このように普段から呼吸が苦しそうだったり、一瞬息が詰まるような症状が見られるようであれば、呼吸を邪魔している疑いがあり、そのままにしておくと全身の酸素が不足してしまいます。また、犬は汗をかくことができないため、通常呼吸をすることによって体の熱を外に放散しますが、気道が狭くなる状態になると、素早く熱を出すことができなくなるため、熱中症になりやすくなってしまいます。


もしひどくなったら

もし、いびきがどんどんひどくなるようであれば、獣医師に相談して何らかの治療を行ったほうがよいでしょう。原因として肥満が考えられるのであれば、まずはダイエットをすることが先決です。感染症による鼻炎が疑われるときには、抗生物質や消炎剤を使って治療を行っていきます。軟口蓋過長症もあまりにひどい場合は手術によって長すぎる部分を切り取るという方法があります。
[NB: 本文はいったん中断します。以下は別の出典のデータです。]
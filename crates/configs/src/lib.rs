//! # configs
//!
//! Layered settings for the public and admin servers.
//!
//! Precedence, lowest first:
//! 1. built-in defaults
//! 2. `config/default.{toml,yaml,json}` and `config/local.*` (both optional)
//! 3. `MOMENTS__SECTION__KEY` environment variables
//! 4. the single-name variables `PORT`, `ADMIN_PORT`, `DATABASE_URL`, `FR_ORIGIN`
//!
//! A `.env` file in the working directory is loaded first, if present.

use std::path::PathBuf;

use config::builder::DefaultState;
use config::{Config, ConfigBuilder, Environment, File};
use secrecy::SecretString;
use serde::{Deserialize, Deserializer};
use thiserror::Error;

pub mod telemetry;

pub use telemetry::init_tracing;

#[derive(Debug, Error)]
pub enum SettingsError {
    #[error("failed to load configuration: {0}")]
    Load(#[from] config::ConfigError),
}

#[derive(Debug, Deserialize)]
pub struct Settings {
    pub server: ServerSettings,
    pub admin: AdminSettings,
    pub database: DatabaseSettings,
    #[serde(default)]
    pub cors: CorsSettings,
    #[serde(default)]
    pub frontend: FrontendSettings,
    pub moderation: ModerationSettings,
    pub log: LogSettings,
}

/// Public API listener.
#[derive(Debug, Deserialize)]
pub struct ServerSettings {
    pub host: String,
    pub port: u16,
}

/// Admin API listener. No authentication sits in front of it, so bind it to a
/// private interface.
#[derive(Debug, Deserialize)]
pub struct AdminSettings {
    pub host: String,
    pub port: u16,
    pub allowed_origin: Option<String>,
}

#[derive(Debug, Deserialize)]
pub struct DatabaseSettings {
    #[serde(deserialize_with = "secret_string")]
    pub url: SecretString,
    pub max_connections: u32,
}

#[derive(Debug, Default, Deserialize)]
pub struct CorsSettings {
    /// Exact origin allowed to call the public API with credentials.
    /// Absent means any origin, without credentials.
    pub allowed_origin: Option<String>,
}

#[derive(Debug, Default, Deserialize)]
pub struct FrontendSettings {
    /// Directory of the built frontend bundle. When set, the public server
    /// serves it with an `index.html` fallback.
    pub dist_dir: Option<PathBuf>,
}

#[derive(Debug, Deserialize)]
pub struct ModerationSettings {
    /// When true, keeping a reported post also returns it to the feed with a
    /// clean report record.
    pub restore_on_keep: bool,
}

#[derive(Debug, Clone, Copy, PartialEq, Eq, Deserialize)]
#[serde(rename_all = "lowercase")]
pub enum LogFormat {
    Pretty,
    Json,
}

#[derive(Debug, Deserialize)]
pub struct LogSettings {
    /// Fallback filter directive when `RUST_LOG` is unset.
    pub level: String,
    pub format: LogFormat,
}

fn secret_string<'de, D: Deserializer<'de>>(deserializer: D) -> Result<SecretString, D::Error> {
    String::deserialize(deserializer).map(SecretString::from)
}

/// Defaults plus file and prefixed-environment sources.
fn builder() -> Result<ConfigBuilder<DefaultState>, SettingsError> {
    Ok(Config::builder()
        .set_default("server.host", "0.0.0.0")?
        .set_default("server.port", 4000_i64)?
        .set_default("admin.host", "127.0.0.1")?
        .set_default("admin.port", 4001_i64)?
        .set_default("admin.allowed_origin", "http://localhost:5173")?
        .set_default("database.url", "sqlite:moments.db")?
        .set_default("database.max_connections", 5_i64)?
        .set_default("moderation.restore_on_keep", false)?
        .set_default("log.level", "info")?
        .set_default("log.format", "pretty")?
        .add_source(File::with_name("config/default").required(false))
        .add_source(File::with_name("config/local").required(false))
        .add_source(
            Environment::with_prefix("MOMENTS")
                .prefix_separator("__")
                .separator("__")
                .try_parsing(true),
        ))
}

/// Applies the single-name variables the deployment scripts already set.
fn with_plain_env(
    builder: ConfigBuilder<DefaultState>,
    lookup: impl Fn(&str) -> Option<String>,
) -> Result<ConfigBuilder<DefaultState>, SettingsError> {
    Ok(builder
        .set_override_option("server.port", lookup("PORT"))?
        .set_override_option("admin.port", lookup("ADMIN_PORT"))?
        .set_override_option("database.url", lookup("DATABASE_URL"))?
        .set_override_option("cors.allowed_origin", lookup("FR_ORIGIN"))?)
}

/// Loads `.env`, then every configuration layer.
pub fn load() -> Result<Settings, SettingsError> {
    match dotenvy::dotenv() {
        Ok(path) => tracing::debug!(path = %path.display(), "loaded .env"),
        Err(e) if e.not_found() => {}
        Err(e) => tracing::warn!(error = %e, "ignoring unreadable .env"),
    }

    let settings = with_plain_env(builder()?, |key| std::env::var(key).ok())?
        .build()?
        .try_deserialize()?;
    Ok(settings)
}
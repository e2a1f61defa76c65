//! # Moderation transitions
//!
//! The only ways a post changes after creation: a report ratchets it toward
//! `Reported`, and an administrator keeping it clears the report flag.
//! Storage adapters apply these functions (or an equivalent atomic statement)
//! so the rules live in one place.

use crate::models::{Post, PostStatus};

/// Number of reports after which a post leaves the public feed.
pub const ESCALATION_THRESHOLD: u32 = 5;

/// A user's flag against a post. Both parts are optional.
#[derive(Debug, Clone, Default, PartialEq, Eq)]
pub struct ReportInput {
    pub reason: Option<String>,
    pub detail: Option<String>,
}

impl ReportInput {
    /// The single reason line recorded for this report.
    ///
    /// `"<reason>: <detail>"` when both are present, otherwise whichever one
    /// is. A report with neither records an empty line.
    pub fn compose(&self) -> String {
        let reason = self.reason.as_deref().filter(|r| !r.is_empty());
        let detail = self.detail.as_deref().filter(|d| !d.trim().is_empty());

        match (reason, detail) {
            (Some(reason), Some(detail)) => format!("{reason}: {detail}"),
            (Some(reason), None) => reason.to_string(),
            (None, _) => self.detail.clone().unwrap_or_default(),
        }
    }
}

/// Result of recording a report.
#[derive(Debug, Clone, PartialEq)]
pub struct ReportOutcome {
    pub post: Post,
    /// The post is (now) withheld from the public feed.
    pub hidden: bool,
}

impl From<Post> for ReportOutcome {
    fn from(post: Post) -> Self {
        let hidden = post.status == PostStatus::Reported;
        Self { post, hidden }
    }
}

/// What "keep" does to a reported post.
#[derive(Debug, Clone, Copy, PartialEq, Eq, Default)]
pub enum KeepResolution {
    /// Clear `is_reported` only. Count, reasons and status are untouched, so
    /// an escalated post stays out of the feed and out of the review queue.
    #[default]
    ClearFlag,
    /// Clear the flag and return the post to the feed with a clean record.
    Restore,
}

impl Post {
    /// Records one report. Returns `true` when the post is hidden afterwards.
    ///
    /// `Active -> Reported` is one-way; nothing here ever re-activates a post.
    pub fn record_report(&mut self, reason: String) -> bool {
        self.is_reported = true;
        self.report_count += 1;
        self.report_reasons.push(reason);
        if self.report_count >= ESCALATION_THRESHOLD {
            self.status = PostStatus::Reported;
        }
        self.status == PostStatus::Reported
    }

    pub fn resolve_keep(&mut self, resolution: KeepResolution) {
        self.is_reported = false;
        if resolution == KeepResolution::Restore {
            self.status = PostStatus::Active;
            self.report_count = 0;
            self.report_reasons.clear();
        }
    }
}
そして、それと同時に暑い環境で寝かさない・興奮をさせない・ストレスを与えないなどのいびきを悪化させる原因を極力取り除くように努めましょう。

人でもいびきは「睡眠時無呼吸症候群」などを引き起こす原因として知られ、現在では積極的に改善策、治療が行われています。ペットの場合も、たかがいびきと考えず、ひどくなる前に一度動物病院で診てもらうようにしましょう。